Indeed, many parents emotionally wound their children under the guise of ‘kidding around’ or ‘just trying to be humorous.’

Destructive, hurtful or harmful humor is usually an expression of underlying negative feelings such as hatred, anger, hostility, resentment or, as in the case of the personal examples that I’ve provided above, sadism. 

Often, too, these underlying negative feelings have not been caused by the victim of the destructive humor, but by others who the user of the destructive humor is not in a position to inact revenge upon – instead, s/he displaces the underlying negative feelings onto an innocent victim.

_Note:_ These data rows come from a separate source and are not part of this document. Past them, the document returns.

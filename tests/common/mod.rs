#![allow(
    clippy::unwrap_used,
    clippy::expect_used,
    clippy::panic,
    clippy::todo,
    clippy::unimplemented,
    clippy::indexing_slicing,
    dead_code
)]
//! Shared test utilities for bingo client integration tests.
//!
//! Provides a scripted [`MockTransport`] and helpers that build coordinator
//! frames the way the server sends them.

use std::collections::VecDeque;
use std::sync::atomic::{AtomicBool, Ordering};
use std::sync::{Arc, Mutex as StdMutex};

use async_trait::async_trait;
use bingo_client::card::{Cell, Grid, FREE_CELL, GRID_SIZE};
use bingo_client::config::{BingoConfig, LaunchParams};
use bingo_client::protocol::ServerMessage;
use bingo_client::{BingoError, Transport};

// ── MockTransport ───────────────────────────────────────────────────

/// Scripted server frames are consumed in order by `recv()`; everything the
/// client sends is recorded in `sent`.
pub struct MockTransport {
    incoming: VecDeque<Option<Result<String, BingoError>>>,
    pub sent: Arc<StdMutex<Vec<String>>>,
    pub closed: Arc<AtomicBool>,
}

impl MockTransport {
    pub fn new(
        incoming: Vec<Option<Result<String, BingoError>>>,
    ) -> (Self, Arc<StdMutex<Vec<String>>>, Arc<AtomicBool>) {
        let sent = Arc::new(StdMutex::new(Vec::new()));
        let closed = Arc::new(AtomicBool::new(false));
        let transport = Self {
            incoming: VecDeque::from(incoming),
            sent: Arc::clone(&sent),
            closed: Arc::clone(&closed),
        };
        (transport, sent, closed)
    }
}

#[async_trait]
impl Transport for MockTransport {
    async fn send(&mut self, message: String) -> Result<(), BingoError> {
        self.sent.lock().unwrap().push(message);
        Ok(())
    }

    async fn recv(&mut self) -> Option<Result<String, BingoError>> {
        if let Some(item) = self.incoming.pop_front() {
            item
        } else {
            // Script exhausted: stay open until shutdown.
            std::future::pending().await
        }
    }

    async fn close(&mut self) -> Result<(), BingoError> {
        self.closed.store(true, Ordering::Relaxed);
        Ok(())
    }
}

// ── Fixtures ────────────────────────────────────────────────────────

pub fn launch() -> LaunchParams {
    LaunchParams::new(5, 1, 1001).unwrap()
}

pub fn config() -> BingoConfig {
    BingoConfig::new(launch())
}

/// A valid card: column `c` holds `15c+1 ..= 15c+5`, centre free.
pub fn sample_grid() -> Grid {
    let mut columns = [[Cell::Free; GRID_SIZE]; GRID_SIZE];
    for (c, column) in columns.iter_mut().enumerate() {
        for (r, cell) in column.iter_mut().enumerate() {
            if (c, r) != FREE_CELL {
                *cell = Cell::Number((c * 15 + r + 1) as u8);
            }
        }
    }
    Grid::from_columns(columns)
}

// ── JSON frame helpers ──────────────────────────────────────────────

pub fn card_json(balance: f64) -> String {
    serde_json::to_string(&ServerMessage::Card {
        card: sample_grid(),
        balance,
        card_id: None,
    })
    .unwrap()
}

pub fn taken_json(card_id: u32) -> String {
    format!(r#"{{"type":"taken","card_id":{card_id}}}"#)
}

pub fn number_json(value: i64) -> String {
    format!(r#"{{"type":"number","value":{value}}}"#)
}

pub fn banned_json() -> String {
    r#"{"type":"banned"}"#.to_string()
}

pub fn winner_json(names: &str, amount: f64) -> String {
    serde_json::to_string(&ServerMessage::Winner {
        names: names.into(),
        amount,
    })
    .unwrap()
}

pub fn error_json(msg: &str) -> String {
    serde_json::to_string(&ServerMessage::Error { msg: msg.into() }).unwrap()
}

There are several categories of harmful and destructive humor which include the following:

– ridicule/sarcasm

– put-downs/derision/belittling

– ‘humor’ that demeans and devalues an individual

– sarcasm

– sexist/racist/otherwise offensively discriminatory ‘jokes’

– practical jokes

– tickling

It should be borne in mind, also, that if we complain about being the object of cruel and hurtful humor, we may find ourselves accused of ‘not being able to take a joke’, or of ‘being oversensitive’ , that it was ‘just teasing’ or, especially irritatingly, being told that we need to ‘lighten up.’

There are, however, various methods that can be used to discourage others from using destructive humor. These include:

– don’t ‘play along’ by joining in the laughter just because you feel pressured to do so

– bluntly state you do not find the ‘joke’ funny or that it’s not your kind of humor (people who laugh at everything, paradoxically, often have little sense of humor and certainly lack discernment)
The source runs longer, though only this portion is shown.